As Merton gained fame for his works, however, he increasingly felt that his inward-focused life at the abbey led him to ignore the problems of the outside world. In the turbulent 1960s, his writings advocated for peace, racial harmony, and social equality. Merton considered these views consistent with his Christian beliefs. In a 1965 essay, he wrote that Christ’s “place is with those who do not belong, who are rejected by power because they are regarded as weak, those who are discredited, who are denied the status of persons, tortured, exterminated.”
Merton corresponded with civil rights leaders and peace activists. He called the civil rights movement “the greatest example of Christian faith in action in the social history of the United States.” Catholic priest and anti-war activist Daniel Berrigan called Merton the conscience of the peace movement.
Also during this time, Merton began exploring Eastern spirituality. He had first become interested in college, when he met a Hindu monk. Now in later life, he began seriously studying Hinduism, Buddhism, Taoism, Sufism, and other faiths. He engaged in interfaith dialogues, rare in Catholicism then, with Eastern spiritual leaders such as the Dalai Lama, D.T. Suzuki, and Vietnamese monk Thich Nhat Hanh.
Though Merton did not subscribe to their doctrines, he felt that the practices of Eastern faiths, especially Buddhism, provided valuable perspective on Western traditions. He found Eastern religions open to mysticism in a way modern Christianity was not. He saw parallels between Zen Buddhism and early Christian mystics like the Desert Fathers.

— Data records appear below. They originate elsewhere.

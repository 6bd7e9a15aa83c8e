//! Slug derivation for learning categories
//!
//! Category names are often Cyrillic; slugs must be URL-safe Latin. The
//! transliteration table is fixed so derivation stays deterministic.

/// Transliterate Cyrillic characters to Latin and normalize separators.
fn transliterate(text: &str) -> String {
    let mut out = String::with_capacity(text.len());
    for ch in text.to_lowercase().chars() {
        match ch {
            'а' => out.push('a'),
            'б' => out.push('b'),
            'в' => out.push('v'),
            'г' => out.push('g'),
            'д' => out.push('d'),
            'е' => out.push('e'),
            'ё' => out.push_str("yo"),
            'ж' => out.push_str("zh"),
            'з' => out.push('z'),
            'и' => out.push('i'),
            'й' => out.push('y'),
            'к' => out.push('k'),
            'л' => out.push('l'),
            'м' => out.push('m'),
            'н' => out.push('n'),
            'о' => out.push('o'),
            'п' => out.push('p'),
            'р' => out.push('r'),
            'с' => out.push('s'),
            'т' => out.push('t'),
            'у' => out.push('u'),
            'ф' => out.push('f'),
            'х' => out.push_str("kh"),
            'ц' => out.push_str("ts"),
            'ч' => out.push_str("ch"),
            'ш' => out.push_str("sh"),
            'щ' => out.push_str("sch"),
            'ъ' | 'ь' => {}
            'ы' => out.push('y'),
            'э' => out.push('e'),
            'ю' => out.push_str("yu"),
            'я' => out.push_str("ya"),
            ' ' | '_' => out.push('-'),
            other => out.push(other),
        }
    }
    out
}

/// Sanitize an arbitrary string into slug form: lowercase ASCII
/// alphanumerics and single hyphens, no edge hyphens.
fn sanitize(text: &str) -> String {
    let mut out = String::with_capacity(text.len());
    let mut prev_hyphen = true; // suppress leading hyphens
    for ch in text.to_lowercase().chars() {
        if ch.is_ascii_alphanumeric() {
            out.push(ch);
            prev_hyphen = false;
        } else if ch == '-' && !prev_hyphen {
            out.push('-');
            prev_hyphen = true;
        }
    }
    while out.ends_with('-') {
        out.pop();
    }
    out
}

/// Derive a slug from a category name.
pub fn slugify(name: &str) -> String {
    sanitize(&transliterate(name))
}

#[cfg(test)]
mod tests {
    use super::*;

    #[test]
    fn test_cyrillic_name_maps_to_latin() {
        let slug = slugify("Алгебра");
        assert_eq!(slug, "algebra");
        assert!(slug.chars().all(|c| c.is_ascii_alphanumeric() || c == '-'));
    }

    #[test]
    fn test_multi_char_mappings() {
        assert_eq!(slugify("Ёжик"), "yozhik");
        assert_eq!(slugify("Химия"), "khimiya");
        assert_eq!(slugify("Счёт"), "schyot");
    }

    #[test]
    fn test_spaces_and_underscores_become_hyphens() {
        assert_eq!(slugify("Высшая математика"), "vysshaya-matematika");
        assert_eq!(slugify("linear_algebra"), "linear-algebra");
    }

    #[test]
    fn test_soft_and_hard_signs_dropped() {
        assert_eq!(slugify("Подъезд"), "podezd");
    }

    #[test]
    fn test_collapses_repeats_and_trims_edges() {
        assert_eq!(slugify("  math -- basics  "), "math-basics");
        assert_eq!(slugify("!!!"), "");
    }

    #[test]
    fn test_deterministic_and_idempotent() {
        let once = slugify("Теория вероятностей");
        let twice = slugify("Теория вероятностей");
        assert_eq!(once, twice);
        // Re-slugging a slug is a no-op
        assert_eq!(slugify(&once), once);
    }
}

By exploring the connections between Eastern and Western religions, Merton hoped to restore the “original unity” of all people as children of God. “If I can unite… the thought of the East and the West,” he wrote, “I will create in myself a reunion of the divided Church, and from that unity in myself can come the exterior and visible unity of the Church. For, if we want to bring together East and West, we cannot do it by imposing one upon the other. We must contain both in ourselves and transcend them both in Christ.”
Sadly, Merton’s life was cut short by a tragic accident during a pilgrimage to the Far East at the age of 53.
Merton’s legacy is celebrated by Eastern and Western religious leaders alike. The Dalai Lama said Merton understood Buddhism more profoundly than any Christian he had ever known. Pope Francis praised Merton as “a thinker who challenged the certitudes of his time and opened new horizons for souls and for the Church. He was also a man of dialogue, a promoter of peace between peoples and religions.”
If you wish to develop a more mature spirituality, look to the example of Thomas Merton, who understood the deep truths that transcend individual faiths and connect us all. As he told his fellow monks during his Eastern pilgrimage: “My dear brothers, we are already one. But we imagine that we are not. And what we have to recover is our original unity. What we have to be is what we are.”